After that, they contented themselves with scouring the floor for interesting detritus: stray jewels, bits of enamel, general odd lots that could fit into pockets and packs. “Christmas shopping,” Aikin grinned, scooping up a wooden box through the crystal lid of which the board and pieces of an incredibly delicate chess set gleamed, wrought
of opal and hematite, with accents of silver and gold. “This stays with me.”
“Assuming Aife lets you keep it,” Alec cautioned, ambling back to where his troublesome lady was still turning pages in the center of the room. “Find anything?” he ventured, after watching her read a good minute longer. The script, he noted idly, was like nothing he’d ever seen, though Arabic calligraphy came closest. “He can’t have really written that,” he added, when Aife still didn’t reply. “You people can’t do art, remember?”
Aife slowly raised her gaze to him. “Nor could many men duplicate those books you so admire. But like every possible endeavor, there is always someone who is best. And at calligraphy, Colin of Tir-Gat excelled.”
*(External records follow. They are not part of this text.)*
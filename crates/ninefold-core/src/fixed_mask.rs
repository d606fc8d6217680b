//! Given-cell mask.

use serde::{Deserialize, Serialize};

use crate::{Cell, Grid};

/// Marks which cells of a puzzle are givens.
///
/// Given cells are fixed for the lifetime of a game and cannot be edited by
/// the player.
#[derive(Debug, Clone, PartialEq, Eq, Serialize, Deserialize)]
#[serde(transparent)]
pub struct FixedMask([[bool; 9]; 9]);

impl FixedMask {
    /// Builds a mask marking every non-empty cell of `puzzle` as fixed.
    #[must_use]
    pub fn of_givens(puzzle: &Grid) -> Self {
        let mut mask = [[false; 9]; 9];
        for cell in Cell::ALL {
            mask[usize::from(cell.row())][usize::from(cell.col())] = puzzle.get(cell) != 0;
        }
        Self(mask)
    }

    /// Returns whether `cell` is a given.
    #[must_use]
    pub fn is_fixed(&self, cell: Cell) -> bool {
        self.0[usize::from(cell.row())][usize::from(cell.col())]
    }

    /// Number of given cells.
    #[must_use]
    pub fn given_count(&self) -> usize {
        Cell::ALL
            .iter()
            .filter(|&&cell| self.is_fixed(cell))
            .count()
    }
}

#[cfg(test)]
mod tests {
    use super::*;

    #[test]
    fn test_of_givens_marks_filled_cells() {
        let puzzle: Grid = format!("5{}", ".".repeat(80)).parse().expect("valid grid");
        let mask = FixedMask::of_givens(&puzzle);
        assert!(mask.is_fixed(Cell::new(0, 0)));
        assert!(!mask.is_fixed(Cell::new(0, 1)));
        assert_eq!(mask.given_count(), 1);
    }

    #[test]
    fn test_empty_grid_has_no_givens() {
        let mask = FixedMask::of_givens(&Grid::new());
        assert_eq!(mask.given_count(), 0);
        assert!(Cell::ALL.iter().all(|&cell| !mask.is_fixed(cell)));
    }
}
“In both Worlds,” Myra acknowledged.
“Maybe,” Alec gave back. “But don’t forget how much stuff we’ve lost: burned, and whatever. We lost the Alexandrine Library, and all those Greek plays; like, we’ll have one or two masterpieces by somebody like Aeschylus, but they might’ve written fifty or more. And don’t forget how much the Vikings liked sacking monasteries. Shoot, they were full of things like the Ardagh Chalice, but they just wanted ’em for the gold and precious stones.”
“Don’t forget the Spaniards in the New World, either,” LaWanda broke in. “What was it? A room full of gold ornaments melted down to ransom the Inca, and they killed him anyway? And those incredible illuminated codices they burned in Mexico just ’cause they were pagan.”
“Which is all very interesting,” Myra sighed, looking at Aife intently. “But what, exactly, does it say?”
“I…cannot say,” Aife replied sadly. “That is, something forbids me. I know the words when I see them, but they sink into my brain before I can comprehend them. Perhaps I might know them if I actually tried to command the Silver Tracks, but that I dare not do, not now, now here.”
Alec gnawed his lip. “So you haven’t learned anything we can actually use?”
Aife shrugged. “I have learned how to locate one of these Tracks when in another World, or at least how Colin did it while in Faerie, which this is not. And more importantly, I learned that to work them, Colin utilized a well that once occupied the top of this tower. Beyond that, I am not certain if I do not know, or if I read and can no longer recall.”